Using the “cars” dataset in R, build a linear model for stopping distance as a function of speed and replicate the analysis of your textbook chapter 3 (visualization, quality evaluation of the model, and residual analysis.)
First we will load the built in dataset
head(cars)
## speed dist
## 1 4 2
## 2 4 10
## 3 7 4
## 4 7 22
## 5 8 16
## 6 9 10
Next, the data is plotted, the plot shows that as the stopping distance increases, speed increases too.
plot(cars, xlab = "Speed", ylab = "Stopping distance")
Now, let’s construct a linear model based on a single-factor regression.
In this model, the independent variable (input) is speed, while the
dependent variable (output) is stopping distance.
The model equation takes the form: stopping distance = -17.5791 + 3.9324 * speed.
We will utilize the lm() function in R to perform the
regression analysis, and then summarize the results to gain insights
into the relationship between speed and stopping distance.

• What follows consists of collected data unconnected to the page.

/// Arguments for the `sessions` subcommand.
#[derive(clap::Args)]
struct SessionsCommand {
    /// Sessions subcommand to run.
    #[command(subcommand)]
    command: SessionsSubcommands,
}

/// Available sessions subcommands.
#[derive(Subcommand)]
enum SessionsSubcommands {
    /// List sessions with pagination.
    List(PageArgs),
    /// Get a session by ID.
    Get(IdArgs),
}

impl PageArgs {
    /// Converts CLI pagination arguments to API parameters.
    const fn to_params(&self) -> PageParams {
        PageParams::new(self.page, self.limit)
    }
}

impl SearchArgs {
    /// Converts CLI search arguments to API parameters.
    fn to_params(&self) -> SearchParams {
        SearchParams {
            title: self.title.clone(),
            genre: self.genre.clone(),
            year: self.year,
        }
    }
}

/// Resolves the base URL: CLI flag first, then config file, then the
/// library default.
fn resolve_base_url(flag: Option<String>, dir: Option<&PathBuf>) -> Result<Option<String>> {
    if flag.is_some() {
        return Ok(flag);
    }

    let config_path = resolve_config_path(dir).context("failed to resolve config path")?;
    let config = AppConfig::load(&config_path).context("failed to load config")?;
    if let Some(url) = config.api.base_url {
        tracing::debug!("Using base URL from config: {url}");
        return Ok(Some(url));
    }
    Ok(None)
}

/// Builds the API client from the resolved base URL.
fn build_client(base_url: Option<String>, dir: Option<&PathBuf>) -> Result<MflixClient> {
    let mut builder = MflixClient::builder().user_agent(concat!(
        env!("CARGO_PKG_NAME"),
        "/",
        env!("CARGO_PKG_VERSION")
    ));
    if let Some(url) = resolve_base_url(base_url, dir)? {
        builder = builder.base_url(url);
    }
    builder.build().context("failed to build API client")
}

/// Picks a human-readable label for one record.
fn item_label(item: &Value) -> String {
    if let Some(s) = item
        .get("title")
        .or_else(|| item.get("name"))
        .or_else(|| item.get("email"))
        .or_else(|| item.get("user_id"))
        .and_then(Value::as_str)
    {
        return String::from(s);
    }
    item.get("theaterId")
        .and_then(Value::as_u64)
        .map_or_else(|| String::from("-"), |id| id.to_string())
}

/// Logs a paginated response: one summary line plus one line per item.
fn print_page(response: &Value, items_key: &str, total_key: &str) {
    let items = response.get(items_key).and_then(Value::as_array);

    tracing::info!(
        "Page {}/{} ({}: {}, showing {})",
        response.get("currentPage").and_then(serde_json::Value::as_u64).unwrap_or(0),
        response.get("totalPages").and_then(serde_json::Value::as_u64).unwrap_or(0),
        total_key,
        response.get(total_key).and_then(serde_json::Value::as_u64).unwrap_or(0),
        items.map_or(0, Vec::len),
    );

    if let Some(items) = items {
        for item in items {
            tracing::info!(
                "{}\t{}",
                item.get("_id").and_then(serde_json::Value::as_str).unwrap_or("-"),
                item_label(item),
            );
        }
    }
}
//! HTTP error type for the MFlix client.

use std::fmt;

/// Non-2xx HTTP response from the MFlix API.
///
/// Attached as the source of the returned `anyhow::Error` so callers can
/// downcast and inspect the status code and raw response body.
#[derive(Debug, Clone, PartialEq, Eq)]
pub struct HttpError {
    /// HTTP status code.
    pub status: u16,
    /// Full request URL.
    pub url: String,
    /// Raw response body.
    pub body: String,
}

impl fmt::Display for HttpError {
    fn fmt(&self, f: &mut fmt::Formatter<'_>) -> fmt::Result {
        write!(
            f,
            "MFlix API error (HTTP {}) for {}: {}",
            self.status, self.url, self.body
        )
    }
}

impl std::error::Error for HttpError {}

#[cfg(test)]
mod tests {
    use super::*;

    #[test]
    fn test_display_includes_status_url_and_body() {
        // Arrange
        let error = HttpError {
            status: 404,
            url: String::from("http://localhost:3000/api/movies/abc123"),
            body: String::from(r#"{"message":"Movie not found"}"#),
        };

        // Act
        let rendered = error.to_string();

        // Assert
        assert!(rendered.contains("HTTP 404"));
        assert!(rendered.contains("/api/movies/abc123"));
        assert!(rendered.contains("Movie not found"));
    }
}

cars.lm <- lm(dist ~ speed, data = cars)
summary(cars.lm)
##
## Call:
## lm(formula = dist ~ speed, data = cars)
##
## Residuals:
## Min 1Q Median 3Q Max
## -29.069 -9.525 -2.272 9.215 43.201
##
## Coefficients:
## Estimate Std. Error t value Pr(>|t|)
## (Intercept) -17.5791 6.7584 -2.601 0.0123 *
## speed 3.9324 0.4155 9.464 1.49e-12 ***
## ---
## Signif. codes: 0 '***' 0.001 '**' 0.01 '*' 0.05 '.' 0.1 ' ' 1
##
## Residual standard error: 15.38 on 48 degrees of freedom
## Multiple R-squared: 0.6511, Adjusted R-squared: 0.6438
## F-statistic: 89.57 on 1 and 48 DF, p-value: 1.49e-12
After running the linear model
Plotting the linear model
plot(cars, xlab = "Speed", ylab = "Stopping distance")
abline(cars.lm)
Plotting the residuals The plot illustrates that the residuals are evenly distributed around zero, showing a uniform scattering both above and below the zero line.
plot(fitted(cars.lm), resid(cars.lm))
Plotting Normal QQ plot The plot reveals some skewness to the right, and the points deviating from the straight line suggest that the data might not be entirely normally distributed.
qqnorm(resid(cars.lm))
qqline(resid(cars.lm))